(Input records)
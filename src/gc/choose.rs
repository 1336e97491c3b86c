use std::os::raw::{c_int, c_void};
use std::ptr;

use crate::error::GcError;
use crate::gc::Address;
use crate::mem;
use crate::object::Object;
use crate::runtime::{Runtime, TypeToken};
use crate::version::LIVENESS_ALLOCATION_API;

/// Transient state for one liveness scan. A pointer to this struct is handed
/// to the runtime as the callback userdata, so it must stay pinned on the
/// caller's stack until the scan finishes.
struct ScanState {
    matches: Vec<Object>,
    buffers: Vec<*mut c_void>,
}

impl ScanState {
    fn new() -> ScanState {
        ScanState {
            matches: Vec::new(),
            buffers: Vec::new(),
        }
    }

    fn userdata(&mut self) -> *mut c_void {
        self as *mut ScanState as *mut c_void
    }
}

impl Drop for ScanState {
    fn drop(&mut self) {
        // The runtime frees scan buffers through the reallocate callback.
        // Anything still outstanding at teardown is released here, so no
        // scan memory survives the call, success or failure.
        for &buffer in &self.buffers {
            unsafe { libc::free(buffer) };
        }
    }
}

/// Runs a stop-the-world liveness trace and returns every live object of
/// `class`. The protocol variant is picked once per call from the runtime
/// version; the two paths stay fully separate because their pause ownership
/// differs.
pub fn choose(runtime: &dyn Runtime, class: TypeToken) -> Result<Vec<Object>, GcError> {
    let mut scan = ScanState::new();

    if runtime.version() >= LIVENESS_ALLOCATION_API {
        choose_with_allocation_api(runtime, class, &mut scan)?;
    } else {
        choose_with_runtime_pause(runtime, class, &mut scan)?;
    }

    Ok(std::mem::take(&mut scan.matches))
}

/// Newer protocol: the caller owns the pause and supplies the buffer
/// allocator. Session teardown runs after the resume, which does not need
/// the world to be stopped.
fn choose_with_allocation_api(
    runtime: &dyn Runtime,
    class: TypeToken,
    scan: &mut ScanState,
) -> Result<(), GcError> {
    let userdata = scan.userdata();

    runtime.gc_stop_world();

    let state = unsafe {
        runtime.liveness_allocate_struct(class, 0, register_objects, userdata, reallocate_buffer)
    };

    let result = if state.is_null() {
        Err(GcError::LivenessStateAllocation)
    } else {
        unsafe {
            runtime.liveness_calculation_from_statics(state);
            runtime.liveness_finalize(state);
        }
        Ok(())
    };

    // The world is resumed on every exit path, before any error surfaces.
    runtime.gc_start_world();

    if !state.is_null() {
        unsafe { runtime.liveness_free_struct(state) };
    }

    result
}

/// Older protocol: begin stops the world itself and end resumes it, so a
/// failed begin leaves nothing to undo.
fn choose_with_runtime_pause(
    runtime: &dyn Runtime,
    class: TypeToken,
    scan: &mut ScanState,
) -> Result<(), GcError> {
    let userdata = scan.userdata();

    let state = unsafe {
        runtime.liveness_calculation_begin(
            class,
            0,
            register_objects,
            userdata,
            world_stopped,
            world_started,
        )
    };

    if state.is_null() {
        return Err(GcError::LivenessStateAllocation);
    }

    unsafe {
        runtime.liveness_calculation_from_statics(state);
        runtime.liveness_calculation_end(state);
    }

    Ok(())
}

/// Delivery callback shared by both variants. Runs nested inside the native
/// trace on the scanning thread, so it only appends to the match list and
/// never calls back into the runtime.
extern "C" fn register_objects(buffer: *const Address, count: c_int, userdata: *mut c_void) {
    let scan = unsafe { &mut *(userdata as *mut ScanState) };

    let addresses = unsafe { mem::ptr_slice(buffer, count.max(0) as usize) };
    for &address in addresses {
        scan.matches.push(Object::new(address));
    }
}

/// Variant A buffer allocator. Plain memory only; managed allocation during
/// the pause would deadlock against the stopped collector.
extern "C" fn reallocate_buffer(buffer: *mut c_void, size: usize, userdata: *mut c_void) -> *mut c_void {
    let scan = unsafe { &mut *(userdata as *mut ScanState) };

    if !buffer.is_null() && size == 0 {
        scan.buffers.retain(|&outstanding| outstanding != buffer);
        unsafe { libc::free(buffer) };
        return ptr::null_mut();
    }

    let fresh = unsafe { libc::malloc(size) };
    scan.buffers.push(fresh);
    fresh
}

extern "C" fn world_stopped(_userdata: *mut c_void) {}

extern "C" fn world_started(_userdata: *mut c_void) {}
(End Input records)
- About this task
What you write should match, character for character, the lines from the one with "inside the native" to the end of the data, both included.

- Worked solution
/// Delivery callback shared by both variants. Runs nested inside the native
/// trace on the scanning thread, so it only appends to the match list and
/// never calls back into the runtime.
extern "C" fn register_objects(buffer: *const Address, count: c_int, userdata: *mut c_void) {
    let scan = unsafe { &mut *(userdata as *mut ScanState) };

    let addresses = unsafe { mem::ptr_slice(buffer, count.max(0) as usize) };
    for &address in addresses {
        scan.matches.push(Object::new(address));
    }
}

/// Variant A buffer allocator. Plain memory only; managed allocation during
/// the pause would deadlock against the stopped collector.
extern "C" fn reallocate_buffer(buffer: *mut c_void, size: usize, userdata: *mut c_void) -> *mut c_void {
    let scan = unsafe { &mut *(userdata as *mut ScanState) };

    if !buffer.is_null() && size == 0 {
        scan.buffers.retain(|&outstanding| outstanding != buffer);
        unsafe { libc::free(buffer) };
        return ptr::null_mut();
    }

    let fresh = unsafe { libc::malloc(size) };
    scan.buffers.push(fresh);
    fresh
}

extern "C" fn world_stopped(_userdata: *mut c_void) {}

extern "C" fn world_started(_userdata: *mut c_void) {}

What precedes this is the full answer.